■ WORK TO BE COMPLETED
Repeat the entries exactly, keeping every line as it is.

Extracted data entries:
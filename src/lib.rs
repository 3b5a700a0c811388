/// Clip Splitter
///
/// Parses pasted timestamp lists into validated time ranges and extracts
/// each range from a source video as an independent clip file.

pub mod config;
pub mod extractor;
pub mod media;
pub mod parser;
pub mod pipeline;
pub mod planner;
pub mod slots;
pub mod timecode;
pub mod validator;

// Re-export main types for easy access
pub use crate::config::Config;
pub use crate::extractor::{BatchReport, ClipExtractor, JobReport, JobStatus};
pub use crate::media::{ExtractionError, MediaHandle, MediaOpenError};
pub use crate::parser::{RangeCandidate, TimeParser};
pub use crate::pipeline::ClipRun;
pub use crate::planner::{ClipJob, ClipPlanner, Plan, SlotOutcome};
pub use crate::slots::{SlotBoard, TimeSlot};
pub use crate::timecode::{TimeCode, TimeRange};
pub use crate::validator::{validate, ValidationError};
use regex::Regex;

/// One detected start/end timestamp pair, as normalized digit fields.
///
/// Fields are ordered `[hours, minutes, seconds]`; two-group timestamps
/// (`MM:SS`) get an implicit `"0"` hours field.
#[derive(Debug, Clone, PartialEq, Eq)]
pub struct RangeCandidate {
    pub start: [String; 3],
    pub end: [String; 3],
}

/// Detects clip time ranges in pasted free text.
///
/// The marker grammar is a closing parenthesis followed by two timestamps
/// separated by a dash: `) 1:30-2:45`. Timestamps are digit groups joined
/// by `:` or `.`, either `MM:SS` or `HH:MM:SS`. A `.` is always a group
/// separator, never a fractional-seconds decimal.
pub struct TimeParser {
    marker: Regex,
}

impl TimeParser {
    pub fn new() -> Self {
        // The en dash shows up when times are pasted from web pages.
        // The dash binds tightly: "1:30-2:45" is a range, "1:30 - 2:45" is prose.
        let marker = Regex::new(
            r"\)\s*(\d+[:.]\d+(?:[:.]\d+)?)[-\u{2013}](\d+[:.]\d+(?:[:.]\d+)?)",
        )
        .expect("marker pattern is valid");

        Self { marker }
    }

    /// Scan `text` for timestamp markers, in document order.
    ///
    /// Pure and restartable: the same text always yields the same sequence.
    /// Text between markers is ignored; a marker whose timestamps fail the
    /// digit-group rules is skipped without aborting the scan.
    pub fn parse<'a>(&'a self, text: &'a str) -> impl Iterator<Item = RangeCandidate> + 'a {
        self.marker.captures_iter(text).filter_map(|cap| {
            let start = split_timestamp(&cap[1])?;
            let end = split_timestamp(&cap[2])?;
            Some(RangeCandidate { start, end })
        })
    }
}

impl Default for TimeParser {
    fn default() -> Self {
        Self::new()
    }
}

/// Split a timestamp on `:` or `.` into `[hours, minutes, seconds]` fields.
fn split_timestamp(ts: &str) -> Option<[String; 3]> {
    let groups: Vec<&str> = ts.split(|c| c == ':' || c == '.').collect();

    let (h, m, s) = match groups.as_slice() {
        [m, s] => ("0", *m, *s),
        [h, m, s] => (*h, *m, *s),
        _ => return None,
    };

    if [h, m, s]
        .iter()
        .any(|g| g.is_empty() || !g.chars().all(|c| c.is_ascii_digit()))
    {
        return None;
    }

    Some([h.to_string(), m.to_string(), s.to_string()])
}

#[cfg(test)]
mod tests {
    use super::*;

    fn fields(h: &str, m: &str, s: &str) -> [String; 3] {
        [h.to_string(), m.to_string(), s.to_string()]
    }

    #[test]
    fn test_detects_basic_range() {
        let parser = TimeParser::new();
        let candidates: Vec<_> = parser.parse("1. Intro) 1:30-2:45 covers the setup").collect();

        assert_eq!(
            candidates,
            vec![RangeCandidate {
                start: fields("0", "1", "30"),
                end: fields("0", "2", "45"),
            }]
        );
    }

    #[test]
    fn test_dot_is_group_separator() {
        let parser = TimeParser::new();
        let candidates: Vec<_> = parser.parse(") 0:05.20-0:06.10").collect();

        // "0:05.20" is HH:MM:SS with mixed separators, not 5.20 minutes.
        assert_eq!(
            candidates,
            vec![RangeCandidate {
                start: fields("0", "05", "20"),
                end: fields("0", "06", "10"),
            }]
        );
    }

    #[test]
    fn test_short_range_with_dot() {
        let parser = TimeParser::new();
        let candidates: Vec<_> = parser.parse(") 0.05-0.10").collect();

        assert_eq!(
            candidates,
            vec![RangeCandidate {
                start: fields("0", "0", "05"),
                end: fields("0", "0", "10"),
            }]
        );
    }

    #[test]
    fn test_en_dash_separator() {
        let parser = TimeParser::new();
        let candidates: Vec<_> = parser.parse(") 10:00\u{2013}12:30").collect();

        assert_eq!(candidates.len(), 1);
        assert_eq!(candidates[0].start, fields("0", "10", "00"));
    }

    #[test]
    fn test_three_group_timestamps() {
        let parser = TimeParser::new();
        let candidates: Vec<_> = parser.parse(") 1:02:03-1:04:05").collect();

        assert_eq!(
            candidates,
            vec![RangeCandidate {
                start: fields("1", "02", "03"),
                end: fields("1", "04", "05"),
            }]
        );
    }

    #[test]
    fn test_multiple_matches_in_document_order() {
        let parser = TimeParser::new();
        let text = "Warmup) 0:10-0:50 then drills) 2:00-3:15 and sparring) 5:00-9:59";
        let candidates: Vec<_> = parser.parse(text).collect();

        assert_eq!(candidates.len(), 3);
        assert_eq!(candidates[0].start, fields("0", "0", "10"));
        assert_eq!(candidates[1].start, fields("0", "2", "00"));
        assert_eq!(candidates[2].end, fields("0", "9", "59"));
    }

    #[test]
    fn test_spaced_dash_is_not_a_marker() {
        let parser = TimeParser::new();
        assert_eq!(parser.parse(") 1:30 - 2:45").count(), 0);
        assert_eq!(parser.parse(") 1:30 \u{2013} 2:45").count(), 0);
    }

    #[test]
    fn test_no_markers_yields_nothing() {
        let parser = TimeParser::new();
        assert_eq!(parser.parse("no timestamps here 1:30").count(), 0);
    }

    #[test]
    fn test_restartable() {
        let parser = TimeParser::new();
        let text = ") 1:30-2:45";
        let first: Vec<_> = parser.parse(text).collect();
        let second: Vec<_> = parser.parse(text).collect();
        assert_eq!(first, second);
    }
}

■ SOLUTION TO THE PROBLEM
filename src/lib.rs
repository 3b5a700a0c811388
/// Clip Splitter
///
/// Parses pasted timestamp lists into validated time ranges and extracts
/// each range from a source video as an independent clip file.

pub mod config;
pub mod extractor;
pub mod media;
pub mod parser;
pub mod pipeline;
pub mod planner;
pub mod slots;
pub mod timecode;
pub mod validator;

// Re-export main types for easy access
pub use crate::config::Config;
pub use crate::extractor::{BatchReport, ClipExtractor, JobReport, JobStatus};
pub use crate::media::{ExtractionError, MediaHandle, MediaOpenError};
pub use crate::parser::{RangeCandidate, TimeParser};
pub use crate::pipeline::ClipRun;
pub use crate::planner::{ClipJob, ClipPlanner, Plan, SlotOutcome};
pub use crate::slots::{SlotBoard, TimeSlot};
pub use crate::timecode::{TimeCode, TimeRange};
pub use crate::validator::{validate, ValidationError};
use regex::Regex;

/// One detected start/end timestamp pair, as normalized digit fields.
///
/// Fields are ordered `[hours, minutes, seconds]`; two-group timestamps
/// (`MM:SS`) get an implicit `"0"` hours field.
#[derive(Debug, Clone, PartialEq, Eq)]
pub struct RangeCandidate {
    pub start: [String; 3],
    pub end: [String; 3],
}

/// Detects clip time ranges in pasted free text.
///
/// The marker grammar is a closing parenthesis followed by two timestamps
/// separated by a dash: `) 1:30-2:45`. Timestamps are digit groups joined
/// by `:` or `.`, either `MM:SS` or `HH:MM:SS`. A `.` is always a group
/// separator, never a fractional-seconds decimal.
pub struct TimeParser {
    marker: Regex,
}

impl TimeParser {
    pub fn new() -> Self {
        // The en dash shows up when times are pasted from web pages.
        // The dash binds tightly: "1:30-2:45" is a range, "1:30 - 2:45" is prose.
        let marker = Regex::new(
            r"\)\s*(\d+[:.]\d+(?:[:.]\d+)?)[-\u{2013}](\d+[:.]\d+(?:[:.]\d+)?)",
        )
        .expect("marker pattern is valid");

        Self { marker }
    }

    /// Scan `text` for timestamp markers, in document order.
    ///
    /// Pure and restartable: the same text always yields the same sequence.
    /// Text between markers is ignored; a marker whose timestamps fail the
    /// digit-group rules is skipped without aborting the scan.
    pub fn parse<'a>(&'a self, text: &'a str) -> impl Iterator<Item = RangeCandidate> + 'a {
        self.marker.captures_iter(text).filter_map(|cap| {
            let start = split_timestamp(&cap[1])?;
            let end = split_timestamp(&cap[2])?;
            Some(RangeCandidate { start, end })
        })
    }
}

impl Default for TimeParser {
    fn default() -> Self {
        Self::new()
    }
}

/// Split a timestamp on `:` or `.` into `[hours, minutes, seconds]` fields.
fn split_timestamp(ts: &str) -> Option<[String; 3]> {
    let groups: Vec<&str> = ts.split(|c| c == ':' || c == '.').collect();

    let (h, m, s) = match groups.as_slice() {
        [m, s] => ("0", *m, *s),
        [h, m, s] => (*h, *m, *s),
        _ => return None,
    };

    if [h, m, s]
        .iter()
        .any(|g| g.is_empty() || !g.chars().all(|c| c.is_ascii_digit()))
    {
        return None;
    }

    Some([h.to_string(), m.to_string(), s.to_string()])
}

#[cfg(test)]
mod tests {
    use super::*;

    fn fields(h: &str, m: &str, s: &str) -> [String; 3] {
        [h.to_string(), m.to_string(), s.to_string()]
    }

    #[test]
    fn test_detects_basic_range() {
        let parser = TimeParser::new();
        let candidates: Vec<_> = parser.parse("1. Intro) 1:30-2:45 covers the setup").collect();

        assert_eq!(
            candidates,
            vec![RangeCandidate {
                start: fields("0", "1", "30"),
                end: fields("0", "2", "45"),
            }]
        );
    }

    #[test]
    fn test_dot_is_group_separator() {
        let parser = TimeParser::new();
        let candidates: Vec<_> = parser.parse(") 0:05.20-0:06.10").collect();

        // "0:05.20" is HH:MM:SS with mixed separators, not 5.20 minutes.
        assert_eq!(
            candidates,
            vec![RangeCandidate {
                start: fields("0", "05", "20"),
                end: fields("0", "06", "10"),
            }]
        );
    }

    #[test]
    fn test_short_range_with_dot() {
        let parser = TimeParser::new();
        let candidates: Vec<_> = parser.parse(") 0.05-0.10").collect();

        assert_eq!(
            candidates,
            vec![RangeCandidate {
                start: fields("0", "0", "05"),
                end: fields("0", "0", "10"),
            }]
        );
    }

    #[test]
    fn test_en_dash_separator() {
        let parser = TimeParser::new();
        let candidates: Vec<_> = parser.parse(") 10:00\u{2013}12:30").collect();

        assert_eq!(candidates.len(), 1);
        assert_eq!(candidates[0].start, fields("0", "10", "00"));
    }

    #[test]
    fn test_three_group_timestamps() {
        let parser = TimeParser::new();
        let candidates: Vec<_> = parser.parse(") 1:02:03-1:04:05").collect();

        assert_eq!(
            candidates,
            vec![RangeCandidate {
                start: fields("1", "02", "03"),
                end: fields("1", "04", "05"),
            }]
        );
    }

    #[test]
    fn test_multiple_matches_in_document_order() {
        let parser = TimeParser::new();
        let text = "Warmup) 0:10-0:50 then drills) 2:00-3:15 and sparring) 5:00-9:59";
        let candidates: Vec<_> = parser.parse(text).collect();

        assert_eq!(candidates.len(), 3);
        assert_eq!(candidates[0].start, fields("0", "0", "10"));
        assert_eq!(candidates[1].start, fields("0", "2", "00"));
        assert_eq!(candidates[2].end, fields("0", "9", "59"));
    }

    #[test]
    fn test_spaced_dash_is_not_a_marker() {
        let parser = TimeParser::new();
        assert_eq!(parser.parse(") 1:30 - 2:45").count(), 0);
        assert_eq!(parser.parse(") 1:30 \u{2013} 2:45").count(), 0);
    }

    #[test]
    fn test_no_markers_yields_nothing() {
        let parser = TimeParser::new();
        assert_eq!(parser.parse("no timestamps here 1:30").count(), 0);
    }

    #[test]
    fn test_restartable() {
        let parser = TimeParser::new();
        let text = ") 1:30-2:45";
        let first: Vec<_> = parser.parse(text).collect();
        let second: Vec<_> = parser.parse(text).collect();
        assert_eq!(first, second);
    }
}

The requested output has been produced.